* Description of the task *
Give back all of the data exactly.

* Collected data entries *
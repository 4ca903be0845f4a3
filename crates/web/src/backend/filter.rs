//! Query-string filters for the table API.
//!
//! Builds PostgREST-style parameters:
//!
//! ```text
//! ?user_id=eq.<uuid>&status=eq.active&order=created_at.desc&limit=20
//! ```

use std::fmt::Display;

use gainsy_core::SortDirection;

/// Row filter, ordering, and limit for a table request.
#[derive(Debug, Clone, Default, PartialEq, Eq)]
pub struct Filter {
    params: Vec<(String, String)>,
}

impl Filter {
    /// An empty filter (all rows visible to the token).
    #[must_use]
    pub fn new() -> Self {
        Self::default()
    }

    /// `column = value`.
    #[must_use]
    pub fn eq(self, column: &str, value: impl Display) -> Self {
        self.param(column, format!("eq.{value}"))
    }

    /// `column <> value`.
    #[must_use]
    pub fn neq(self, column: &str, value: impl Display) -> Self {
        self.param(column, format!("neq.{value}"))
    }

    /// `column IS NULL`.
    #[must_use]
    pub fn is_null(self, column: &str) -> Self {
        self.param(column, "is.null".to_string())
    }

    /// Any of the given conditions, written as `column.op.value`.
    #[must_use]
    pub fn any_of(self, conditions: &[String]) -> Self {
        self.param("or", format!("({})", conditions.join(",")))
    }

    /// Sort by `column`; may be called more than once.
    #[must_use]
    pub fn order(mut self, column: &str, direction: SortDirection) -> Self {
        let term = format!("{column}.{}", direction.as_str());
        if let Some((_, existing)) = self.params.iter_mut().find(|(k, _)| k == "order") {
            existing.push(',');
            existing.push_str(&term);
            return self;
        }
        self.param("order", term)
    }

    /// At most `n` rows.
    #[must_use]
    pub fn limit(self, n: usize) -> Self {
        self.without("limit").param("limit", n.to_string())
    }

    /// Only return these columns.
    #[must_use]
    pub fn columns(self, columns: &str) -> Self {
        self.without("select").param("select", columns.to_string())
    }

    /// Query parameters in insertion order.
    #[must_use]
    pub fn pairs(&self) -> &[(String, String)] {
        &self.params
    }

    fn param(mut self, key: &str, value: String) -> Self {
        self.params.push((key.to_string(), value));
        self
    }

    fn without(mut self, key: &str) -> Self {
        self.params.retain(|(k, _)| k != key);
        self
    }
}

#[cfg(test)]
mod tests {
    use super::*;

    fn rendered(filter: &Filter) -> Vec<String> {
        filter
            .pairs()
            .iter()
            .map(|(k, v)| format!("{k}={v}"))
            .collect()
    }

    #[test]
    fn test_builds_params_in_order() {
        let filter = Filter::new()
            .eq("user_id", "u1")
            .neq("status", "draft")
            .order("created_at", SortDirection::Desc)
            .limit(5);
        assert_eq!(
            rendered(&filter),
            vec![
                "user_id=eq.u1",
                "status=neq.draft",
                "order=created_at.desc",
                "limit=5"
            ]
        );
    }

    #[test]
    fn test_order_accumulates_and_limit_replaces() {
        let filter = Filter::new()
            .order("severity", SortDirection::Asc)
            .order("created_at", SortDirection::Desc)
            .limit(10)
            .limit(1);
        assert_eq!(
            rendered(&filter),
            vec!["order=severity.asc,created_at.desc", "limit=1"]
        );
    }

    #[test]
    fn test_any_of_and_null() {
        let filter = Filter::new()
            .any_of(&["user_id.eq.u1".to_string(), "user_id.is.null".to_string()])
            .is_null("deleted_at");
        assert_eq!(
            rendered(&filter),
            vec!["or=(user_id.eq.u1,user_id.is.null)", "deleted_at=is.null"]
        );
    }
}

* Task result *
repository 4ca903be0845f4a3
filename crates/web/src/backend/filter.rs
//! Query-string filters for the table API.
//!
//! Builds PostgREST-style parameters:
//!
//! ```text
//! ?user_id=eq.<uuid>&status=eq.active&order=created_at.desc&limit=20
//! ```

use std::fmt::Display;

use gainsy_core::SortDirection;

/// Row filter, ordering, and limit for a table request.
#[derive(Debug, Clone, Default, PartialEq, Eq)]
pub struct Filter {
    params: Vec<(String, String)>,
}

impl Filter {
    /// An empty filter (all rows visible to the token).
    #[must_use]
    pub fn new() -> Self {
        Self::default()
    }

    /// `column = value`.
    #[must_use]
    pub fn eq(self, column: &str, value: impl Display) -> Self {
        self.param(column, format!("eq.{value}"))
    }

    /// `column <> value`.
    #[must_use]
    pub fn neq(self, column: &str, value: impl Display) -> Self {
        self.param(column, format!("neq.{value}"))
    }

    /// `column IS NULL`.
    #[must_use]
    pub fn is_null(self, column: &str) -> Self {
        self.param(column, "is.null".to_string())
    }

    /// Any of the given conditions, written as `column.op.value`.
    #[must_use]
    pub fn any_of(self, conditions: &[String]) -> Self {
        self.param("or", format!("({})", conditions.join(",")))
    }

    /// Sort by `column`; may be called more than once.
    #[must_use]
    pub fn order(mut self, column: &str, direction: SortDirection) -> Self {
        let term = format!("{column}.{}", direction.as_str());
        if let Some((_, existing)) = self.params.iter_mut().find(|(k, _)| k == "order") {
            existing.push(',');
            existing.push_str(&term);
            return self;
        }
        self.param("order", term)
    }

    /// At most `n` rows.
    #[must_use]
    pub fn limit(self, n: usize) -> Self {
        self.without("limit").param("limit", n.to_string())
    }

    /// Only return these columns.
    #[must_use]
    pub fn columns(self, columns: &str) -> Self {
        self.without("select").param("select", columns.to_string())
    }

    /// Query parameters in insertion order.
    #[must_use]
    pub fn pairs(&self) -> &[(String, String)] {
        &self.params
    }

    fn param(mut self, key: &str, value: String) -> Self {
        self.params.push((key.to_string(), value));
        self
    }

    fn without(mut self, key: &str) -> Self {
        self.params.retain(|(k, _)| k != key);
        self
    }
}

#[cfg(test)]
mod tests {
    use super::*;

    fn rendered(filter: &Filter) -> Vec<String> {
        filter
            .pairs()
            .iter()
            .map(|(k, v)| format!("{k}={v}"))
            .collect()
    }

    #[test]
    fn test_builds_params_in_order() {
        let filter = Filter::new()
            .eq("user_id", "u1")
            .neq("status", "draft")
            .order("created_at", SortDirection::Desc)
            .limit(5);
        assert_eq!(
            rendered(&filter),
            vec![
                "user_id=eq.u1",
                "status=neq.draft",
                "order=created_at.desc",
                "limit=5"
            ]
        );
    }

    #[test]
    fn test_order_accumulates_and_limit_replaces() {
        let filter = Filter::new()
            .order("severity", SortDirection::Asc)
            .order("created_at", SortDirection::Desc)
            .limit(10)
            .limit(1);
        assert_eq!(
            rendered(&filter),
            vec!["order=severity.asc,created_at.desc", "limit=1"]
        );
    }

    #[test]
    fn test_any_of_and_null() {
        let filter = Filter::new()
            .any_of(&["user_id.eq.u1".to_string(), "user_id.is.null".to_string()])
            .is_null("deleted_at");
        assert_eq!(
            rendered(&filter),
            vec!["or=(user_id.eq.u1,user_id.is.null)", "deleted_at=is.null"]
        );
    }
}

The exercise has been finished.